▶ Action item:
Show only those lines of the entries where the string "SingleFamily" is found.
===
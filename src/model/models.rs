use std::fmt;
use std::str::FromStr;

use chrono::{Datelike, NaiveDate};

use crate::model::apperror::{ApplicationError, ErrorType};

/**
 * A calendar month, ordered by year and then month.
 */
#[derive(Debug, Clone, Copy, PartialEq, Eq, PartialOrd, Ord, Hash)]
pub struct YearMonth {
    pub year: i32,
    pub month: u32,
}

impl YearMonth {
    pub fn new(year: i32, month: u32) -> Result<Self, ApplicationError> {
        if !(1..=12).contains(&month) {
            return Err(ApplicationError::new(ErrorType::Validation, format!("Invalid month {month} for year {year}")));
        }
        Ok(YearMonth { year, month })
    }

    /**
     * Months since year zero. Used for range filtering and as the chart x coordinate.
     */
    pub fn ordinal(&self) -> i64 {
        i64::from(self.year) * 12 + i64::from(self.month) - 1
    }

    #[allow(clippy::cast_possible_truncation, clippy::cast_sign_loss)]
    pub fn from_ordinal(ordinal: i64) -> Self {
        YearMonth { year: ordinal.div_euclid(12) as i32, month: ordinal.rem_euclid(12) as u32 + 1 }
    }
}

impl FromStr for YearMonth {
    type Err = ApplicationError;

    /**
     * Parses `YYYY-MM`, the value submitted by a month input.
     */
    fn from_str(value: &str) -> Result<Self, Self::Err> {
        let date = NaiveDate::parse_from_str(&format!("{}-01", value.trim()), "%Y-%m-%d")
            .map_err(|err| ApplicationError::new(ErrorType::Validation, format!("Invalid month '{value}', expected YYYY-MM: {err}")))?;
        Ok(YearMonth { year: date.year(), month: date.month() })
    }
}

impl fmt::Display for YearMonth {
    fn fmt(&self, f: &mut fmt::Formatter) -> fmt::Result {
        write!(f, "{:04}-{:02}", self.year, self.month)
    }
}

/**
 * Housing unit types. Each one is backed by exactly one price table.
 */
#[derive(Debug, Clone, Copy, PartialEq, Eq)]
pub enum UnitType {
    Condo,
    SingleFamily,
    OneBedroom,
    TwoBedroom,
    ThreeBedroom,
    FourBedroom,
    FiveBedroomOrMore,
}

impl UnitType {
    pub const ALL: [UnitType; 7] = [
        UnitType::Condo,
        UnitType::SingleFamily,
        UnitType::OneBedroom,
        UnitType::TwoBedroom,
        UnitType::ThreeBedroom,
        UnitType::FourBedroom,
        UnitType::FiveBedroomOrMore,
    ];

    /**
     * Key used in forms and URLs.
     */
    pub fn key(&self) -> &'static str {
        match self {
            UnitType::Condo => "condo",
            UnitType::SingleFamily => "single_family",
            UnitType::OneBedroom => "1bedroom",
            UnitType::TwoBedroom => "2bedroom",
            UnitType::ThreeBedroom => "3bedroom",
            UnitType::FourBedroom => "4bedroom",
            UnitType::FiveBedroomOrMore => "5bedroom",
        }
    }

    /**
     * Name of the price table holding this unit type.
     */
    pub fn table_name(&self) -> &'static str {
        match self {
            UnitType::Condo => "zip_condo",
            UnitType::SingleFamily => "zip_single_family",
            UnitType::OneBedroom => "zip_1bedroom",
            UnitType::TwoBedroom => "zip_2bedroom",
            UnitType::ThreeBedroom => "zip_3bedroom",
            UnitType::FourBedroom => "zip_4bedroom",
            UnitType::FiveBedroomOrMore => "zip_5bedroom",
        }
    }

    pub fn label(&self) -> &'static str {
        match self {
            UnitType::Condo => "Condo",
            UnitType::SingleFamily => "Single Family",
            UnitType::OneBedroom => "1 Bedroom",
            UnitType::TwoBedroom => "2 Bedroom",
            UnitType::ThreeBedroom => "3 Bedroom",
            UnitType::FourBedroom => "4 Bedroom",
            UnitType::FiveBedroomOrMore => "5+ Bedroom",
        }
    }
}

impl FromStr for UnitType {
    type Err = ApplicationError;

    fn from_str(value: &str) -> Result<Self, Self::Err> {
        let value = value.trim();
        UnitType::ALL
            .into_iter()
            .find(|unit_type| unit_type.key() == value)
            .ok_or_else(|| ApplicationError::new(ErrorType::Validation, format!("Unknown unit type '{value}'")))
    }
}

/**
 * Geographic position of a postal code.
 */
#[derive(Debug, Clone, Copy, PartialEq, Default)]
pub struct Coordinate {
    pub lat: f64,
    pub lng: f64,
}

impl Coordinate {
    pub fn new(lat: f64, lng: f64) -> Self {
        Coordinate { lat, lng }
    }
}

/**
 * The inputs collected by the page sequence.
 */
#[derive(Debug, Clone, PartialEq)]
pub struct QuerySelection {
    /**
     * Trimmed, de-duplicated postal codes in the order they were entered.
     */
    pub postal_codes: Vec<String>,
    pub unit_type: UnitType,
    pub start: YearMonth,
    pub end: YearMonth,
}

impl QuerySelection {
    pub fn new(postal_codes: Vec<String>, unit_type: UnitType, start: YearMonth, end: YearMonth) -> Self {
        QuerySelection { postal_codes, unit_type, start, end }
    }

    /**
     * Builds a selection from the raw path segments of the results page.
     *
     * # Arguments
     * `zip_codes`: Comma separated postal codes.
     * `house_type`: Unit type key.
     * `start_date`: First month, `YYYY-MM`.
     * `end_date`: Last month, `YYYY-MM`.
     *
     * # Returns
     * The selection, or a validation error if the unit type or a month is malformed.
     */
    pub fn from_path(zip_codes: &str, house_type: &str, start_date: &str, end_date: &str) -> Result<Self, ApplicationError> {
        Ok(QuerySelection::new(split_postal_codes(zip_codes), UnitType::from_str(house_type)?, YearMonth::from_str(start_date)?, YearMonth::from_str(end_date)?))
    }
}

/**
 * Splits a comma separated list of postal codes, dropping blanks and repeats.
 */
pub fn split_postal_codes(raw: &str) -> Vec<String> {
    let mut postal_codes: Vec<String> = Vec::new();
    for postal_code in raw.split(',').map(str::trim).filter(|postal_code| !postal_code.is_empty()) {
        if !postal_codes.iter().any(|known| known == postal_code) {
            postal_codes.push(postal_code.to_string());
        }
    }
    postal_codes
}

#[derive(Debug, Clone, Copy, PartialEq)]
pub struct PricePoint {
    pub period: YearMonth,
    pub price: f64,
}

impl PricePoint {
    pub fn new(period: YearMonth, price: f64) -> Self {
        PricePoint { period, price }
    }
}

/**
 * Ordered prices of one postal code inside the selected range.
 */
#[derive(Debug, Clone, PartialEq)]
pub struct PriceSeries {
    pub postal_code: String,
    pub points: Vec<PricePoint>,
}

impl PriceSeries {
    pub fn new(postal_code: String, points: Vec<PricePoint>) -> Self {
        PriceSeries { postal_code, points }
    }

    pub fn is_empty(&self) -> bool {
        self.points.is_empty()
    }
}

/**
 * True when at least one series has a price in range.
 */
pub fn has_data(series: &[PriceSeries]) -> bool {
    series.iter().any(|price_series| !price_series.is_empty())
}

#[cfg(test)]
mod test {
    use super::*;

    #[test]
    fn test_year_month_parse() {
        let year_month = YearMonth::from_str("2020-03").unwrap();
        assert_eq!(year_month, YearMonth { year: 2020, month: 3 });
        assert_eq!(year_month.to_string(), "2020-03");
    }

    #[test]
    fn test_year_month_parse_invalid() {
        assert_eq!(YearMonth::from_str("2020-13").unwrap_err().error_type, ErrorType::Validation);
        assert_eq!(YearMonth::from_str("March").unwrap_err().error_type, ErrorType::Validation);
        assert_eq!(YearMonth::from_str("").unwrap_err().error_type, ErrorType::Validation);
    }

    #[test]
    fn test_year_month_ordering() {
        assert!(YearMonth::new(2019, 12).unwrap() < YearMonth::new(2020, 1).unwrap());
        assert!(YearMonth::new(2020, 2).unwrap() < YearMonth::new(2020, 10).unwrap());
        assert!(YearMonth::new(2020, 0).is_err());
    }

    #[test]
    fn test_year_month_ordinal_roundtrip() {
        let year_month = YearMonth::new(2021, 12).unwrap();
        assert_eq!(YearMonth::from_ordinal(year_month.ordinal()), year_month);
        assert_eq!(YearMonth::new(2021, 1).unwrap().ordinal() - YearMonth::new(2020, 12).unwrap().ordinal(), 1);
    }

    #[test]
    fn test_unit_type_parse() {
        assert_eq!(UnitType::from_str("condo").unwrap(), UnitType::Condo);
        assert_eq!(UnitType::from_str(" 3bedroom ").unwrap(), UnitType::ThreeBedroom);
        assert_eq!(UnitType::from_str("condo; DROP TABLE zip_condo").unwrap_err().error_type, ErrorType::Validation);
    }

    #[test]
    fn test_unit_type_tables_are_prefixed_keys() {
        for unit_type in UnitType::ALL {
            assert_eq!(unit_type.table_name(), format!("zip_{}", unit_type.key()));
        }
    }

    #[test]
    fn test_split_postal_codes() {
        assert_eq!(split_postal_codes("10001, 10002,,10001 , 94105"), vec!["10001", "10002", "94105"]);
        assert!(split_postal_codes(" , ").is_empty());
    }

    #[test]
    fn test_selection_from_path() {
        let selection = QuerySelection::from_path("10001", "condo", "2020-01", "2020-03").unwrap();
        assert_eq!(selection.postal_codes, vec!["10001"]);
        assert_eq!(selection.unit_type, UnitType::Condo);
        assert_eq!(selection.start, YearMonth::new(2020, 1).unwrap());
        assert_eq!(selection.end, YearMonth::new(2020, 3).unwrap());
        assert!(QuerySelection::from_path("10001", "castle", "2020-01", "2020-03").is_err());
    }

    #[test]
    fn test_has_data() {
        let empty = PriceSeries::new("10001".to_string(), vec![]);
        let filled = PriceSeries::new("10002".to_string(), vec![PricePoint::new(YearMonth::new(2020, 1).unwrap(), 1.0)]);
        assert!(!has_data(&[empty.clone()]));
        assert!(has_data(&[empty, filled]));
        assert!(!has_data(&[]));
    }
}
===
▶ Task output:
    SingleFamily,
        UnitType::SingleFamily,
            UnitType::SingleFamily => "single_family",
            UnitType::SingleFamily => "zip_single_family",
            UnitType::SingleFamily => "Single Family",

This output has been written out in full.